[THE DATA]
- - - - - - -

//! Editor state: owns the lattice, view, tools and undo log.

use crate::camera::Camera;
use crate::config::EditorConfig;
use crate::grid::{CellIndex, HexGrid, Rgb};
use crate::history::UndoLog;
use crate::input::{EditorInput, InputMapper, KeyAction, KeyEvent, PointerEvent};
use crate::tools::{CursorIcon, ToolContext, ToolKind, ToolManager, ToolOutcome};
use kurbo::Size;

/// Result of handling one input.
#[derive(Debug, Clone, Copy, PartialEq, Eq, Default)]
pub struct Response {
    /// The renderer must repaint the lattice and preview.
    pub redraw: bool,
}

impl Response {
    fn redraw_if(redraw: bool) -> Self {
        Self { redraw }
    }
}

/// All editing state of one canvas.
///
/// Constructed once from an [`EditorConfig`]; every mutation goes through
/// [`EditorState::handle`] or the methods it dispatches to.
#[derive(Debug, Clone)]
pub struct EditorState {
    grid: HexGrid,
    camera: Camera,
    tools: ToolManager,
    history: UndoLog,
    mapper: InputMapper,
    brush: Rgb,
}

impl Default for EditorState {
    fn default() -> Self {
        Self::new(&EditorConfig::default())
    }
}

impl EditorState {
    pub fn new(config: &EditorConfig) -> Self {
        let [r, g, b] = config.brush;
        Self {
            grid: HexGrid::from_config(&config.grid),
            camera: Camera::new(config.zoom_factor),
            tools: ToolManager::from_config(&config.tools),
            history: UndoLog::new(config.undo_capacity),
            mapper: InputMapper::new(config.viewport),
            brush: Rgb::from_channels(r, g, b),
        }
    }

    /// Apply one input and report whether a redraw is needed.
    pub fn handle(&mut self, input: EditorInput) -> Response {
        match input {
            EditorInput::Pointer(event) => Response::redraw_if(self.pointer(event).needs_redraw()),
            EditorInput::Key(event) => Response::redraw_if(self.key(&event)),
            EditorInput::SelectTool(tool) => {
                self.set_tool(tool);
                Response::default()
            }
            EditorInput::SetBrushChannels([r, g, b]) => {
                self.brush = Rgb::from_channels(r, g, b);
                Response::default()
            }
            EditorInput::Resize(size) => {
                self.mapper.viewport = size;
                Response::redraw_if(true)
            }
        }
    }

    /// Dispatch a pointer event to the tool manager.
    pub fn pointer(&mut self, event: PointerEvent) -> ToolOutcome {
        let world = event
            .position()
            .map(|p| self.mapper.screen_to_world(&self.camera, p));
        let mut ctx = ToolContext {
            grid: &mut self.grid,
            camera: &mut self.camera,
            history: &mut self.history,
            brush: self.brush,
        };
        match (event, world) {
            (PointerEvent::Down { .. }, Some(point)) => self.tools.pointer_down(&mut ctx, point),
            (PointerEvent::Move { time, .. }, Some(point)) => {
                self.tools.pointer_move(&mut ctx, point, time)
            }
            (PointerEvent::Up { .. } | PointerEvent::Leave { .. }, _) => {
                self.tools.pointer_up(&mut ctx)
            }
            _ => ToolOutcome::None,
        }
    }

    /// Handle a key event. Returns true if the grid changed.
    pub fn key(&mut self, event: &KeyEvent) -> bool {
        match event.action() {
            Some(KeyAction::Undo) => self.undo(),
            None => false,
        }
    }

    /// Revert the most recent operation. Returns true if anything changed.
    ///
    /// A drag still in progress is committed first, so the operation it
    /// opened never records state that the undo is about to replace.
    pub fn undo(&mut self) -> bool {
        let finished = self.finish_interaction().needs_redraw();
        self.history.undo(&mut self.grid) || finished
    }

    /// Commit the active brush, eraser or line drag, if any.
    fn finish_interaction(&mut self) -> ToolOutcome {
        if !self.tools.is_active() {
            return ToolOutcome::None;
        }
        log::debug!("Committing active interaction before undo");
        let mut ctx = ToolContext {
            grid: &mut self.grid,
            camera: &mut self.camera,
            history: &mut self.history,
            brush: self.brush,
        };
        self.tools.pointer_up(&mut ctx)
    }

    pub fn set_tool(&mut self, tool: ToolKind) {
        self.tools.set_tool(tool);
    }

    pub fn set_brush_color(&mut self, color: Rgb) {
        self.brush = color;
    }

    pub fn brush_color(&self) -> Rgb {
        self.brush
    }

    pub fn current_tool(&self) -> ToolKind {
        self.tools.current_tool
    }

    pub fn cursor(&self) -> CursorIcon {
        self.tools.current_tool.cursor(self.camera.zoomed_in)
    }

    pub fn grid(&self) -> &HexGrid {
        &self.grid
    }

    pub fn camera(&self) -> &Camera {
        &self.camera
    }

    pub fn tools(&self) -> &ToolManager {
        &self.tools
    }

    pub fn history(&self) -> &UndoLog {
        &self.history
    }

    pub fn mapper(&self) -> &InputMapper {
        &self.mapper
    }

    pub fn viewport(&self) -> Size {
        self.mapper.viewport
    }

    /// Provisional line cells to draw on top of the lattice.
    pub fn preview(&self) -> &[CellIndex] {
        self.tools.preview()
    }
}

- - - - - - -

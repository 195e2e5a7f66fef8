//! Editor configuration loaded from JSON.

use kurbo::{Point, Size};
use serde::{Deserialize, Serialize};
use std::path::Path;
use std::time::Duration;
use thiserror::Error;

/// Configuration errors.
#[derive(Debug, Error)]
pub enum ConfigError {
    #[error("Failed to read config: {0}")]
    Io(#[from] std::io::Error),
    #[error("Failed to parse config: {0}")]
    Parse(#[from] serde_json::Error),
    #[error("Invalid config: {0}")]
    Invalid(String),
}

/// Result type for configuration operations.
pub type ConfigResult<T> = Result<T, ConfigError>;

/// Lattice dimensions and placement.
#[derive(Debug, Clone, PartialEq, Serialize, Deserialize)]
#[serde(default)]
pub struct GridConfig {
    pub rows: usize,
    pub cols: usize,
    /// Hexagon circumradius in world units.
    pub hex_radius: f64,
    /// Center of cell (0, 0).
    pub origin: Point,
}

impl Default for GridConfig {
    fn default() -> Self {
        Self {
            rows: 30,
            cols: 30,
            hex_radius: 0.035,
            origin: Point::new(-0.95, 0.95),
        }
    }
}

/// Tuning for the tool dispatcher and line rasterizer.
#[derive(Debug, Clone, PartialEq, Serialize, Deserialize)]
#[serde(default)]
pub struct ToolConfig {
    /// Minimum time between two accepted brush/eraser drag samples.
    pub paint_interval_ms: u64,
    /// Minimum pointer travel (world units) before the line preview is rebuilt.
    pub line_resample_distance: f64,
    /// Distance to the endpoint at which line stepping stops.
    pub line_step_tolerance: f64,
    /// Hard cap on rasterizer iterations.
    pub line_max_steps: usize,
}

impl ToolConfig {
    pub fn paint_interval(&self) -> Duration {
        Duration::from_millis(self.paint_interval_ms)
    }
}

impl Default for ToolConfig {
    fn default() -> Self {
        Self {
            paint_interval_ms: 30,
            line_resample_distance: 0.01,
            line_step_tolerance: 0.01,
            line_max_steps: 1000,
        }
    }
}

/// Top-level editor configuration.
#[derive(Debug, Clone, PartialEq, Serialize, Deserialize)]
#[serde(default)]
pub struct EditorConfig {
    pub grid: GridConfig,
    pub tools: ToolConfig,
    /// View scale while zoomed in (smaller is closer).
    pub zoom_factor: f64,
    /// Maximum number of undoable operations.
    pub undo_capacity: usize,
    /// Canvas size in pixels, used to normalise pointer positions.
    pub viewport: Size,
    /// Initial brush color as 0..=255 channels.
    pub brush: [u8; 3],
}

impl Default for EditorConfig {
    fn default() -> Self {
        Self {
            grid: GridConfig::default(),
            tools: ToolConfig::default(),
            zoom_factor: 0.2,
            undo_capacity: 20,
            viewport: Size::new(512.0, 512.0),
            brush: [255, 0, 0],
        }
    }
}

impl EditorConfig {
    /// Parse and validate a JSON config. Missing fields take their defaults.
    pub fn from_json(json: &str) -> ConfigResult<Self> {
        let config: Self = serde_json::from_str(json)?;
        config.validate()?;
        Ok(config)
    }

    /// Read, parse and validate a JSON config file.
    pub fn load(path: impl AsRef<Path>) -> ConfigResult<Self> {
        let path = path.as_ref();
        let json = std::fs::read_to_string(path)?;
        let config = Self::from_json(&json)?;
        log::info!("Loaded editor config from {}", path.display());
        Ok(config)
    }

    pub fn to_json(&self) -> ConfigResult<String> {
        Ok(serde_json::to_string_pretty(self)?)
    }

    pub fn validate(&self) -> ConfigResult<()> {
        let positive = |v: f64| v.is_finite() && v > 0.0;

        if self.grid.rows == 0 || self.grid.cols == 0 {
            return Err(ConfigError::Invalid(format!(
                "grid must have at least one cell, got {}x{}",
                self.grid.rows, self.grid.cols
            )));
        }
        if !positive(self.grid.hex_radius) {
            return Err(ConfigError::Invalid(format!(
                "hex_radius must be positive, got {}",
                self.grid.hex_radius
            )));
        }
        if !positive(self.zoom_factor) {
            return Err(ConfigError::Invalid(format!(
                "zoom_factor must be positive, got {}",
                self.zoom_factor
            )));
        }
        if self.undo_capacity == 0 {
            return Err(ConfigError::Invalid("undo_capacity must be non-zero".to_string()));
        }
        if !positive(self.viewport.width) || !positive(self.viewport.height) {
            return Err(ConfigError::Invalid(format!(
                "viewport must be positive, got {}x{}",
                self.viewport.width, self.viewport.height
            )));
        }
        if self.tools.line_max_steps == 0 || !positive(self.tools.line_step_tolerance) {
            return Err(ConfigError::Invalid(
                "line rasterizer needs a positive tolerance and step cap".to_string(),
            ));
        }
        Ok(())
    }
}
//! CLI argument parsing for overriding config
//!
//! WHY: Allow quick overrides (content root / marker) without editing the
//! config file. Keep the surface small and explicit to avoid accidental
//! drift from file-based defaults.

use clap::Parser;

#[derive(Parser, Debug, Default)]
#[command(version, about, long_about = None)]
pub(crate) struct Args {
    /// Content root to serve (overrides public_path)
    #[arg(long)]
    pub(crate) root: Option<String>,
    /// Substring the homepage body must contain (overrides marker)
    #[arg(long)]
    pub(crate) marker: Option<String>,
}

- - - - - - -

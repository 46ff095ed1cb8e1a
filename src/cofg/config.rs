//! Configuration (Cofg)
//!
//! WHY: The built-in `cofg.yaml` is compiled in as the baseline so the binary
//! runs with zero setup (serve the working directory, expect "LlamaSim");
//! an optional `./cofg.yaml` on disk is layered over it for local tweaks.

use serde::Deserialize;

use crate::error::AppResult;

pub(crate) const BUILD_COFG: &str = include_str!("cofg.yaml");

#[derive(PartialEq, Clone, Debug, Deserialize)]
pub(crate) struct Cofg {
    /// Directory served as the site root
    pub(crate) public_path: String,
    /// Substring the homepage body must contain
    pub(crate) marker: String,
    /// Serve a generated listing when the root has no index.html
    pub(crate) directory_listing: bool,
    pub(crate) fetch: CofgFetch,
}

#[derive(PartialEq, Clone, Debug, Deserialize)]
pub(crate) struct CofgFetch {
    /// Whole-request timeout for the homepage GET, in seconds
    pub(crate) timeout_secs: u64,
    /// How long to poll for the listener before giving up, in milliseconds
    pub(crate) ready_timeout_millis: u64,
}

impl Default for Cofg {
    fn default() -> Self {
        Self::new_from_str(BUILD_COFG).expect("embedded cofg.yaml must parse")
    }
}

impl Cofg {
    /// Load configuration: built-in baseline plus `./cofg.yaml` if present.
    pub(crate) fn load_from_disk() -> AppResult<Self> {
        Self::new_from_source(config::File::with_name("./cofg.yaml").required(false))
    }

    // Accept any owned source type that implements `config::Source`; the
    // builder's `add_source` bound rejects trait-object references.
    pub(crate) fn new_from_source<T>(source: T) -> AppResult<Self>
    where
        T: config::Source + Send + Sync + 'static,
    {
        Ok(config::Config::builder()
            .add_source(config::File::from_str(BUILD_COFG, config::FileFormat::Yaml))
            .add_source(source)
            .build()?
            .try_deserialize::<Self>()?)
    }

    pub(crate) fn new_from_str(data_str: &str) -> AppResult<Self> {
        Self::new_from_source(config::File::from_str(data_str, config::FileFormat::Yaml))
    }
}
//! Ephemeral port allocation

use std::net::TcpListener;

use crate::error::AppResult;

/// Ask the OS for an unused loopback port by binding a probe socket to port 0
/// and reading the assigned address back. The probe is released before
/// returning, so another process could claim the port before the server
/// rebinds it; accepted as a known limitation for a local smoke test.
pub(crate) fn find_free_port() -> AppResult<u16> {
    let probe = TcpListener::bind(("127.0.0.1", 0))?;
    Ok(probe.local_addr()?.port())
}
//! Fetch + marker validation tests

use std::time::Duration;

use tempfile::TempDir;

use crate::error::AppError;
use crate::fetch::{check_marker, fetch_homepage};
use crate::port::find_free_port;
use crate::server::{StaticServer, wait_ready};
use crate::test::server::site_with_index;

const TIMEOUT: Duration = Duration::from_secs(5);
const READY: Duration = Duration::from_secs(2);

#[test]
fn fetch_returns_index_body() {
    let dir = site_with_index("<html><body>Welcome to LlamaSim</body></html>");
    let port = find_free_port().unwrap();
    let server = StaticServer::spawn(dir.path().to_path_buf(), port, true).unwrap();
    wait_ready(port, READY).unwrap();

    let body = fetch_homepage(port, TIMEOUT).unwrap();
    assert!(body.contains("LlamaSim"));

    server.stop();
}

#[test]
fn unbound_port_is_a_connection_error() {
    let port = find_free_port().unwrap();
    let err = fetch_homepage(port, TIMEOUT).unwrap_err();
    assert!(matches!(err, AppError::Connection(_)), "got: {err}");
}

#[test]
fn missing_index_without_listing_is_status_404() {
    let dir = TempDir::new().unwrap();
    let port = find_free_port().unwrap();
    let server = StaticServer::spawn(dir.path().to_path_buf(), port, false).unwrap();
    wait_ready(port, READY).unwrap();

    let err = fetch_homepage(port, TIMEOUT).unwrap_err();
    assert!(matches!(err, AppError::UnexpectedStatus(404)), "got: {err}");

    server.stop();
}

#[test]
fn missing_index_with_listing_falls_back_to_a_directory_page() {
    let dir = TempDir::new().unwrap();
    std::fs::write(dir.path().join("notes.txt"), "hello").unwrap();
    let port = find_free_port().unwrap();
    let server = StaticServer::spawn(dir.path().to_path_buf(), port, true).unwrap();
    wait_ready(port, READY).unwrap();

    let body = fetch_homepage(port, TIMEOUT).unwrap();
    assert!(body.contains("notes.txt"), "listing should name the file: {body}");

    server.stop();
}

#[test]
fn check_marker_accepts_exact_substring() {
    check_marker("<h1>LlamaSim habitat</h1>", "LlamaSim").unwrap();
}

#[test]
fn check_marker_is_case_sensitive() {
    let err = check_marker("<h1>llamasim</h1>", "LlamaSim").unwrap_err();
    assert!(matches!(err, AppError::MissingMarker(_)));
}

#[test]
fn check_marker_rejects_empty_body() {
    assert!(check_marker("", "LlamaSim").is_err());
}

- - - - - - -

From the data above, copy each line where the string "assert" appears.

    assert!(body.contains("LlamaSim"));
    assert!(matches!(err, AppError::Connection(_)), "got: {err}");
    assert!(matches!(err, AppError::UnexpectedStatus(404)), "got: {err}");
    assert!(body.contains("notes.txt"), "listing should name the file: {body}");
    assert!(matches!(err, AppError::MissingMarker(_)));
    assert!(check_marker("", "LlamaSim").is_err());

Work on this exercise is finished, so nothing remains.